Kunsthaus Tacheles: Wiedereröffnung geplant

2. Oktober 2019 · Aktionen & Projekte

In Berlins wilden Jahren der unmittelbaren Nachwendezeit war das Kunsthaus Tacheles ab 1990 einer der Kulminationspunkte der freien Kunstszene: Eine Künstlerinitiative, die Erfahrungen mit der Kunstzensur zu DDR-Zeiten hatte, wo man vieles nur versteckt in Anspielungen und Andeutungen äussern konnte, wählte für sich ganz bewusst den jüdisch-hebräischen Begriff „Tacheles“ für „Klartext reden“. Als der vom Abriss verschonte Teil eines ehemaligen Kaufhauses in der Oranienburger Str. besetzt und als Kunstort genutzt wurde, nannten die Nutzer auch das Gebäude so. Schon 1980 wurden Teile des Komplexes abgerissen; eine Sprengung des restlichen Teil konnte in der Wendezeit am „Runden Tisch“ verhindert werden. Obwohl das Kunsthaus Tacheles unter Denkmalschutz stand, waren die Künstler dort in all den Jahren immer wieder von Abriss und Räumung bedroht; doch erst 2012 mussten sie ihre 30 Ateliers dort endgültig räumen und die Veranstaltungsräume schließen. Der Immobilienunternehmer Anno August Jagdfeld erwarb mehrere Großprojekte in Berlin, darunter aus das Grundstück mit dem Kunsthaus Tacheles, das er 2014 an die New Yorker Vermögensverwaltung „Perella Weinberg Partners LP (PWR)“ verkaufte; insofern ist die Geschichte des Kunsthaus Tacheles auch ein Lehrstück über die Gentrifizierung und ihre Auswirkungen auf die Berliner Kunstszene: zwar ist im Bebauungsplan für einen Neubau festgelegt, dass der historische Teil auch künftig kulturell genutzt werden soll, doch ein graffitiübersätes Tummelfeld für freimütige künstlerische Experimente wird das neue Tacheles wohl nicht mehr sein. Der Projektentwickler „pwr development“ plant ein Atelierhaus, integriert in ein mehr oder weniger schickes Ambiente mit Büros, Läden und Wohnungen. Die Planung hat das Architekturbüro Herzog und de Meuron übernommen. Das Atelierhaus soll 2022 bezugsfertig sein, die übrigen Gebäude 2023. Die Baukosten liegen im dreistelligen Millionenbereich. Was die weitere kulturelle Nutzung anbelangt, so könnte das schwedische Fotomuseum Fotografiska in den Altbau einziehen; doch dies wurde bislang noch nicht bestätigt.
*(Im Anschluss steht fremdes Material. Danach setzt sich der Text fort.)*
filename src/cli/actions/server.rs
use crate::api::{self, storage::Accounts};
use anyhow::{Context, Result};
use std::{net::IpAddr, path::PathBuf};
use tracing::{debug, info};

#[derive(Debug)]
pub struct Args {
    pub address: IpAddr,
    pub port: u16,
    pub database: PathBuf,
    pub debug: bool,
}

/// Execute the server action.
/// # Errors
/// Returns an error if the database cannot be opened or the server fails to start.
pub async fn execute(args: Args) -> Result<()> {
    debug!("Server args: {:?}", args);

    if args.debug {
        info!("Running in debug mode");
    }

    // storage failures are fatal at startup
    let accounts = Accounts::open(&args.database)
        .await
        .context("Could not initialize storage")?;

    api::new(args.address, args.port, accounts).await
}
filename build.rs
fn main() {
    built::write_built_file().expect("Failed to acquire build-time information");
}
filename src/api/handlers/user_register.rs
use crate::api::{
    handlers::{ApiError, ErrorBody, Message, UserCredentials, credentials, password_digest},
    storage::{Accounts, Registration},
};
use axum::{
    Json,
    extract::{Extension, rejection::JsonRejection},
    http::StatusCode,
};
use tracing::{debug, instrument};

#[utoipa::path(
    post,
    path= "/api/register",
    request_body = UserCredentials,
    responses (
        (status = 201, description = "User created", body = Message, content_type = "application/json"),
        (status = 400, description = "Email already exists, missing field or invalid payload", body = ErrorBody),
    ),
    tag= "register"
)]
// axum handler for register
#[instrument(skip_all)]
pub async fn register(
    accounts: Extension<Accounts>,
    payload: Result<Json<UserCredentials>, JsonRejection>,
) -> Result<(StatusCode, Json<Message>), ApiError> {
    let user = credentials(payload)?;

    let digest = password_digest(&user.password);

    match accounts.create(&user.email, &digest).await? {
        Registration::Created(id) => {
            debug!(id, "User created");

            Ok((StatusCode::CREATED, Message::new("User created")))
        }

        Registration::EmailTaken => {
            debug!("Email already exists");

            Err(ApiError::EmailExists)
        }
    }
}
Angesichts dieser Entwicklung überkommt auch den Baustadtrat Ephraim Gothe (SPD) eine gewisse „Wehmut“, doch der „Mythos Kunsthaus Tacheles“ ist unwiderruflich Vergangenheit. Es gäbe in Berlin aber andere Orte, so der Baustadtrat, an denen man „wieder Dinge versuchen könne“.